The U.S. Federal Reserve and other major central banks have hiked interest rates to tame inflation. Consequently, since much of Kenya’s debt is in foreign currency, the country’s borrowing costs are also rising. Spreads of Kenya’s hard-currency debt over safe-haven U.S. Treasuries – the premium demanded by investors – have come down from over 1,400 basis points in mid-July but are still in the danger zone of above 1,000 basis points.

  • Corruption

Kenya ranks 128 out of 180 countries on Transparency International’s 2021 corruption perception index. Most countries that scored worse are either politically unstable or in conflict. According to its anti-graft chief, corruption costs the Kenyan government a third of its budget annually, about 800 billion shillings ($6.8 billion). Solving this problem will not be easy as corruption scandals have been eating into its economy for a long time. For instance, Kenya was famous for the Goldenberg heist, where the government subsidised exports of gold far beyond standard arrangements by paying a company called Goldenberg International 35 per cent more in Kenyan shillings than their foreign currency earnings. In 2014, Kenya was in another scandal when it raised Africa’s largest Eurobond issuance but lost most of it to misappropriation. According to President Uhuru Kenyatta, the government coffers loses an estimated $20 million daily to corruption.

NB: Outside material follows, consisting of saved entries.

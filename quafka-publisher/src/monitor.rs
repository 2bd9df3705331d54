//! Observer hooks for connection lifecycle events.

use crate::connection::ConnectionState;
use quafka_core::{ConnectionId, Error};
use std::{fmt, time::Duration};
use tracing::{debug, info, warn};

/// Receives connection lifecycle notifications.
///
/// Implementations must be cheap; they run inline on the connection's task.
pub trait ConnectionMonitor: Send + Sync + fmt::Debug {
    /// A state transition completed.
    fn on_state_change(&self, id: ConnectionId, from: ConnectionState, to: ConnectionState);

    /// An operation or transition failed.
    fn on_error(&self, id: ConnectionId, error: &Error);

    /// One operation attempt finished in `latency`.
    fn on_performance(&self, id: ConnectionId, latency: Duration) {
        let _ = (id, latency);
    }
}

/// [`ConnectionMonitor`] that writes to `tracing`.
#[derive(Debug, Clone, Copy, Default)]
pub struct TracingMonitor;

impl ConnectionMonitor for TracingMonitor {
    fn on_state_change(&self, id: ConnectionId, from: ConnectionState, to: ConnectionState) {
        info!(connection_id = %id, %from, %to, "Connection state changed");
    }

    fn on_error(&self, id: ConnectionId, error: &Error) {
        warn!(connection_id = %id, code = error.kind().code(), "Connection error: {}", error);
    }

    fn on_performance(&self, id: ConnectionId, latency: Duration) {
        debug!(connection_id = %id, latency_us = latency.as_micros() as u64, "Operation completed");
    }
}

#[cfg(test)]
pub(crate) mod recording {
    use super::*;
    use parking_lot::Mutex;

    /// Monitor that keeps every transition for assertions.
    #[derive(Debug, Default)]
    pub(crate) struct RecordingMonitor {
        pub(crate) transitions: Mutex<Vec<(ConnectionState, ConnectionState)>>,
        pub(crate) errors: Mutex<Vec<String>>,
    }

    impl ConnectionMonitor for RecordingMonitor {
        fn on_state_change(&self, _id: ConnectionId, from: ConnectionState, to: ConnectionState) {
            self.transitions.lock().push((from, to));
        }

        fn on_error(&self, _id: ConnectionId, error: &Error) {
            self.errors.lock().push(error.kind().code().to_string());
        }
    }
}
//! Topic registry: topic name to a fixed list of partitions.

use crate::topic::Partition;
use bytes::Bytes;
use dashmap::DashMap;
use quafka_core::{
    MessageWithOffset, PartitionId, PartitionOffset, PollPosition, TextMessageHandler, Topic,
};
use rand::Rng;
use std::sync::Arc;
use tracing::{debug, info};

/// Partitions created for a topic unless configured otherwise.
pub const DEFAULT_PARTITIONS: u32 = 3;

/// In-memory, partitioned topic store.
///
/// Topics are created on first publish with a fixed partition count and live
/// until [`TopicStore::delete_topic`]. Instances are independent; share one
/// through an `Arc`.
#[derive(Debug)]
pub struct TopicStore {
    topics: DashMap<String, Arc<[Partition]>>,
    partitions_per_topic: u32,
}

impl Default for TopicStore {
    fn default() -> Self {
        Self::new()
    }
}

impl TopicStore {
    /// Store creating [`DEFAULT_PARTITIONS`] partitions per topic.
    pub fn new() -> Self {
        Self::with_partitions(DEFAULT_PARTITIONS)
    }

    /// Store creating `partitions` partitions per topic (at least one).
    pub fn with_partitions(partitions: u32) -> Self {
        Self { topics: DashMap::new(), partitions_per_topic: partitions.max(1) }
    }

    /// Partition count given to new topics.
    pub fn partitions_per_topic(&self) -> u32 {
        self.partitions_per_topic
    }

    fn partitions_for(&self, topic: &Topic) -> Arc<[Partition]> {
        if let Some(existing) = self.topics.get(topic.as_str()) {
            return Arc::clone(existing.value());
        }

        let entry = self.topics.entry(topic.as_str().to_string()).or_insert_with(|| {
            info!("Creating topic '{}' with {} partitions", topic, self.partitions_per_topic);
            (0..self.partitions_per_topic)
                .map(|id| Partition::new(topic.as_str(), PartitionId(id)))
                .collect::<Vec<_>>()
                .into()
        });
        Arc::clone(entry.value())
    }

    /// Append `payload` to a uniformly random partition of `topic`, creating the
    /// topic on first use.
    pub fn publish(&self, topic: &Topic, payload: impl Into<Bytes>) -> PartitionOffset {
        let partitions = self.partitions_for(topic);
        let index = rand::thread_rng().gen_range(0..partitions.len());
        let partition = &partitions[index];
        let offset = partition.publish(payload.into());
        PartitionOffset::new(partition.id(), offset)
    }

    /// Read from one partition. Unknown topics and out-of-range partitions
    /// yield `None`.
    pub fn poll(
        &self,
        topic: &str,
        partition: PartitionId,
        position: PollPosition,
    ) -> Option<MessageWithOffset> {
        let partitions = self.topics.get(topic).map(|entry| Arc::clone(entry.value()))?;
        let Some(partition) = partitions.get(partition.index()) else {
            debug!("Poll for missing partition {} of '{}'", partition, topic);
            return None;
        };
        partition.poll(position)
    }

    /// Number of partitions of `topic`, 0 if unknown.
    pub fn partition_count(&self, topic: &str) -> usize {
        self.topics.get(topic).map_or(0, |entry| entry.len())
    }

    /// Pending messages across all partitions of `topic`, 0 if unknown.
    pub fn message_count(&self, topic: &str) -> usize {
        self.topics
            .get(topic)
            .map_or(0, |entry| entry.iter().map(Partition::message_count).sum())
    }

    /// Drop `topic` and everything queued in it. Returns whether it existed.
    pub fn delete_topic(&self, topic: &str) -> bool {
        let removed = self.topics.remove(topic).is_some();
        if removed {
            info!("Deleted topic '{}'", topic);
        }
        removed
    }

    /// Whether `topic` exists.
    pub fn contains(&self, topic: &str) -> bool {
        self.topics.contains_key(topic)
    }

    /// Names of all topics, sorted.
    pub fn topics(&self) -> Vec<String> {
        let mut names: Vec<String> = self.topics.iter().map(|e| e.key().clone()).collect();
        names.sort();
        names
    }
}

/// Routes client-side text publishes into a [`TopicStore`] under a fixed topic.
#[derive(Debug, Clone)]
pub struct TopicStoreSink {
    store: Arc<TopicStore>,
    topic: Topic,
}

impl TopicStoreSink {
    /// Sink appending to `topic` of `store`.
    pub fn new(store: Arc<TopicStore>, topic: Topic) -> Self {
        Self { store, topic }
    }
}

impl TextMessageHandler for TopicStoreSink {
    fn on_text_message(&self, content: &str) -> Option<PartitionOffset> {
        Some(self.store.publish(&self.topic, content.to_string()))
    }
}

Corruption is also impairing the business ecosystem. According to Borgen Project, one-in-six companies in Kenya pay bribes to get operating licenses, and one-in-three companies bribe to obtain a construction permit.

  • Inflation

The shopping baskets of most Kenyans have become significantly smaller since the start of the COVID-19 pandemic. Between June 2020 and June 2021, Kenyan consumers paid 8 per cent more for food and beverages, 14 per cent more for transport, and 4 per cent more for water, electricity and housing, according to data from the Kenya National Bureau of Statistics (KNBS). Inflation hit a 23-month high (6.91 per cent) in September 2021 and reached a five-year high of 7.9 per cent in June 2022.

Although supply chain disruptions and rising oil prices have caused global inflation, it’s not the sole cause for Kenya. The cost of living in Kenya has been surging for at least a decade. Many essential commodities, such as maize, sugar, cooking gas, and petrol, have seen price surges of nearly 50 per cent since 2013, according to KNBS data. However, market surveys say it’s a lot worse: maize and wheat flour have risen by 67 per cent in the last three months.

These are just a few of the many concerns the next president will be dealing with. For instance, healthcare needs urgent attention, as there are only 13 doctors, nurses, and midwives for every 10,000 people. Ruto will also have to work on saving the country’s declining currency.

Nevertheless, the job of transforming Kenya’s economy is cumbersome but far from impossible. However, it’s necessary that William Ruto, the next president, hits the ground running to get desired results.